É pena o desconhecimento sobre os antigos processos de produção, não só quanto aos protagonistas, como os ranchos que iam para o campo organizavam todo o ciclo agrícola, mas também quanto às alfaias que já desapareceram da paisagem com a mecanização introduzida.
É pena as histórias que morrem com as pessoas e não são resgatadas a tempo do esquecimento. As histórias das cheias que, de repente, alagavam os campos e apanhavam desprevenidos quem por lá andava a trabalhar. As histórias dos amores que se trocavam na paisagem plana onde a sombra das árvores dava guarida aos amantes mais ousados. As histórias das doenças provocadas pela humidade acentuada e pelas águas estagnadas do Mondego que assim ficavam de Outubro a Abril. As histórias dos caminhos por entre os arrozais por onde se cantava a paisagem, as pessoas, o Mondego, a cor do céu no crepúsculo com as “ruivas” a raiarem de cores vivas o horizonte a fazer adivinhar dias quentes, o cheiro do luar de Verão animado pelo cantarolar das cigarras e pela luz trémula dos “luzicus”, as papoilas de vermelho vivo que ladeavam os carreiros.
É pena que tenhamos aderido entusiasticamente aos risotos e ao sushi sem perceber a diversidade de técnicas de cozinha tradicionais associadas ao arroz e as cultivar entre os mais novos.

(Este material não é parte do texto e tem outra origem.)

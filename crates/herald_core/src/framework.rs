//! Hooks the chat-bot framework implements to receive events.

use crate::{Backend, Message, Presence, RoomOccupant};
use async_trait::async_trait;

/// Chat-bot framework driven by a [`Backend`].
///
/// Every hook receives the backend so the framework can reply, build
/// identifiers or query rooms. Hooks run on the event loop and must not
/// block it.
#[async_trait]
pub trait Framework: Send + Sync {
    /// Called once when the backend first becomes ready.
    async fn connect_callback(&self, _backend: &Backend) {}

    /// Called exactly once when the backend disconnects.
    async fn disconnect_callback(&self) {}

    /// Inspect a message.
    ///
    /// # Returns
    ///
    /// `true` when the message is a command the framework recognizes; the
    /// backend then calls [`callback_message`](Self::callback_message) with a
    /// typing indicator shown.
    async fn process_message(&self, backend: &Backend, message: &Message) -> bool;

    /// Handle a recognized command.
    async fn callback_message(&self, _backend: &Backend, _message: &Message) {}

    /// A message mentioned one or more users.
    async fn callback_mention(
        &self,
        _backend: &Backend,
        _message: &Message,
        _mentions: &[RoomOccupant],
    ) {
    }

    /// A person's status changed.
    async fn callback_presence(&self, _backend: &Backend, _presence: &Presence) {}
}
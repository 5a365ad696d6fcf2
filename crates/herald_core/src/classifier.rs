//! Inbound adapter from raw platform events to normalized values.

use crate::{
    ChannelId, ClientHandle, Identifier, Message, Person, Presence, Room, RoomOccupant, Status,
    UserId,
};
use tracing::{debug, warn};

/// Raw chat message as delivered by the platform client.
#[derive(Debug, Clone, PartialEq)]
pub struct RawMessage {
    /// Channel the message was posted in
    pub channel_id: ChannelId,
    /// Whether that channel is a one-to-one private channel
    pub private: bool,
    /// Author
    pub author_id: UserId,
    /// Text content
    pub content: String,
    /// Users mentioned in the message
    pub mentions: Vec<UserId>,
    /// Embeds, serialized as the platform delivered them
    pub embeds: Vec<serde_json::Value>,
}

/// Platform-side online status.
#[derive(Debug, Clone, Copy, PartialEq, Eq, Hash)]
pub enum RawStatus {
    /// Online
    Online,
    /// Offline
    Offline,
    /// Idle
    Idle,
    /// Do not disturb
    DoNotDisturb,
    /// Invisible
    Invisible,
    /// Anything the platform adds later
    Unknown,
}

impl RawStatus {
    /// Fixed mapping to framework statuses; `None` for transitions to ignore.
    pub fn to_status(self) -> Option<Status> {
        match self {
            Self::Online => Some(Status::Online),
            Self::Offline => Some(Status::Offline),
            Self::Idle => Some(Status::Away),
            Self::DoNotDisturb => Some(Status::DoNotDisturb),
            Self::Invisible | Self::Unknown => None,
        }
    }
}

/// Raw events the classifier understands.
#[derive(Debug, Clone, PartialEq)]
pub enum InboundEvent {
    /// A message was posted.
    Message(RawMessage),
    /// A member's status may have changed.
    StatusUpdate {
        /// Member
        user_id: UserId,
        /// Previous status
        before: RawStatus,
        /// New status
        after: RawStatus,
    },
    /// A message was edited; accepted but not processed.
    MessageEdit {
        /// Channel of the edited message
        channel_id: ChannelId,
        /// Edited message
        message_id: u64,
    },
}

/// Outcome of classifying one event.
#[derive(Debug, Clone, PartialEq)]
pub enum Classified {
    /// A chat message, plus the users it mentions as occupants of its channel.
    Message {
        /// The normalized message
        message: Message,
        /// Mentioned users, bound to the message's channel
        mentions: Vec<RoomOccupant>,
    },
    /// A presence change.
    Presence(Presence),
    /// Nothing to deliver.
    Ignored,
}

/// Turns raw platform events into messages and presences.
#[derive(Debug, Clone)]
pub struct EventClassifier {
    handle: ClientHandle,
}

impl EventClassifier {
    /// Create a classifier resolving against `handle`.
    pub fn new(handle: ClientHandle) -> Self {
        Self { handle }
    }

    /// Classify one event. `bot` is the backend's own identity, used as the
    /// recipient of direct messages.
    pub fn classify(&self, event: InboundEvent, bot: &Person) -> Classified {
        match event {
            InboundEvent::Message(raw) => self.classify_message(raw, bot),
            InboundEvent::StatusUpdate {
                user_id,
                before,
                after,
            } => self.classify_status(user_id, before, after),
            InboundEvent::MessageEdit {
                channel_id,
                message_id,
            } => {
                warn!(channel_id = %channel_id, message_id, "Message editing not supported");
                Classified::Ignored
            }
        }
    }

    fn classify_message(&self, raw: RawMessage, bot: &Person) -> Classified {
        let (from, to): (Identifier, Identifier) = if raw.private {
            (
                Person::from_id(self.handle.clone(), raw.author_id).into(),
                bot.clone().into(),
            )
        } else {
            (
                RoomOccupant::from_ids(self.handle.clone(), raw.author_id, raw.channel_id).into(),
                Room::from_id(self.handle.clone(), raw.channel_id).into(),
            )
        };

        let mentions = raw
            .mentions
            .iter()
            .map(|user| RoomOccupant::from_ids(self.handle.clone(), *user, raw.channel_id))
            .collect();

        let message = Message::new(raw.content, from, to).with_extras(raw.embeds);
        Classified::Message { message, mentions }
    }

    fn classify_status(&self, user_id: UserId, before: RawStatus, after: RawStatus) -> Classified {
        if before == after {
            debug!(user_id = %user_id, "Unrecognised member update, ignoring");
            return Classified::Ignored;
        }

        let person = Person::from_id(self.handle.clone(), user_id);
        debug!(
            person = %person,
            ?before,
            ?after,
            "Person changed status"
        );

        match after.to_status() {
            Some(status) => Classified::Presence(Presence { person, status }),
            None => Classified::Ignored,
        }
    }
}
//! Normalized message, card and presence types.

use crate::{Identifier, Person};
use derive_getters::Getters;
use serde::{Deserialize, Serialize};

/// A normalized chat message.
///
/// `from` is a `Person` for direct messages and a `RoomOccupant` for group
/// messages; `to` is the bot's `Person` or a `Room` respectively.
#[derive(Debug, Clone, PartialEq)]
pub struct Message {
    /// Message text
    pub body: String,
    /// Sender
    pub from: Identifier,
    /// Recipient
    pub to: Identifier,
    /// Opaque attachments (embeds), passed through unmodified
    pub extras: Vec<serde_json::Value>,
}

impl Message {
    /// Create a message with no extras.
    pub fn new(body: impl Into<String>, from: Identifier, to: Identifier) -> Self {
        Self {
            body: body.into(),
            from,
            to,
            extras: Vec::new(),
        }
    }

    /// Attach opaque extras.
    pub fn with_extras(mut self, extras: Vec<serde_json::Value>) -> Self {
        self.extras = extras;
        self
    }

    /// A message is direct when it is addressed to a person rather than a room.
    pub fn is_direct(&self) -> bool {
        match self.to {
            Identifier::Person(_) => true,
            Identifier::Room(_) | Identifier::Category(_) | Identifier::Occupant(_) => false,
        }
    }
}

/// Rich content rendered to a single embed.
///
/// # Examples
///
/// ```rust,ignore
/// let card = CardBuilder::default()
///     .to(Identifier::Room(room))
///     .title("Deploy finished")
///     .color("green")
///     .fields(vec![("env".to_string(), "prod".to_string())])
///     .build()?;
/// ```
#[derive(Debug, Clone, PartialEq, Getters, derive_builder::Builder)]
#[builder(setter(into))]
pub struct Card {
    /// Destination
    to: Identifier,
    /// Title line
    #[builder(default, setter(into, strip_option))]
    title: Option<String>,
    /// Body text
    #[builder(default, setter(into, strip_option))]
    body: Option<String>,
    /// Palette name (`red`, `green`, ...) or hex literal (`#123456`)
    #[builder(default, setter(into, strip_option))]
    color: Option<String>,
    /// Image URL
    #[builder(default, setter(into, strip_option))]
    image: Option<String>,
    /// Thumbnail URL
    #[builder(default, setter(into, strip_option))]
    thumbnail: Option<String>,
    /// Ordered key/value pairs, rendered as inline fields
    #[builder(default)]
    fields: Vec<(String, String)>,
}

/// One embed field.
#[derive(Debug, Clone, PartialEq, Eq, Serialize, Deserialize)]
pub struct EmbedField {
    /// Field name
    pub name: String,
    /// Field value
    pub value: String,
    /// Render side by side with neighbouring fields
    pub inline: bool,
}

/// Platform-neutral embed built from a [`Card`].
#[derive(Debug, Clone, Default, PartialEq, Eq, Serialize, Deserialize)]
pub struct Embed {
    /// Title
    pub title: Option<String>,
    /// Description
    pub description: Option<String>,
    /// 24-bit RGB color
    pub color: Option<u32>,
    /// Image URL
    pub image: Option<String>,
    /// Thumbnail URL
    pub thumbnail: Option<String>,
    /// Fields, in order
    pub fields: Vec<EmbedField>,
}

/// Presence statuses surfaced to the framework.
#[derive(
    Debug, Clone, Copy, PartialEq, Eq, Hash, Serialize, Deserialize, derive_more::Display,
)]
#[serde(rename_all = "snake_case")]
pub enum Status {
    /// Online
    #[display("online")]
    Online,
    /// Offline or invisible
    #[display("offline")]
    Offline,
    /// Idle
    #[display("away")]
    Away,
    /// Do not disturb
    #[display("dnd")]
    DoNotDisturb,
}

/// A person's status changed.
#[derive(Debug, Clone, PartialEq)]
pub struct Presence {
    /// Who changed
    pub person: Person,
    /// New status
    pub status: Status,
}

É uma pena que não haja um inventário do receituário tradicional da área geográfica do arroz carolino do Baixo Mondego, que abrange os concelhos de Cantanhede, Soure, Montemor-o-Velho, Figueira da Foz, Condeixa-a-Nova, Coimbra, Pombal.
É uma pena que ainda não tenhamos percebido que o arroz e a sua produção são indissociáveis da paisagem natural da geografia física como o rio Mondego, as marinhas que, no Inverno, são espelhos de água e, no Verão, se transformam em searas que cobrem a paisagem de uma paleta de cores que vai desde o verde até ao amarelo palha. É uma pena não termos ainda percebido que os turistas gostariam de admirar esta paisagem que de tanto a vermos parece repetir-se anualmente sem nos deslumbrar.
É uma pena que não haja um maior investimento da marca Arroz Carolino do Baixo Mondego e que se faça dele produto bandeira que agrega um conjunto de municípios. Menos investimento parcial centrado na pequena parcela do território, mais busca de uma identidade maior que dá maior sentido de pertença e onde todos se revêm. Afinal é o NOSSO ARROZ CAROLINO que antes de ser IGP já era nosso, já nos matava a fome e já nos dava o sabor doce da festa. É o arroz com sabor a abraço de mãe. E não há nada melhor que isso, o arroz, sobretudo, se doce, e o abraço de mãe.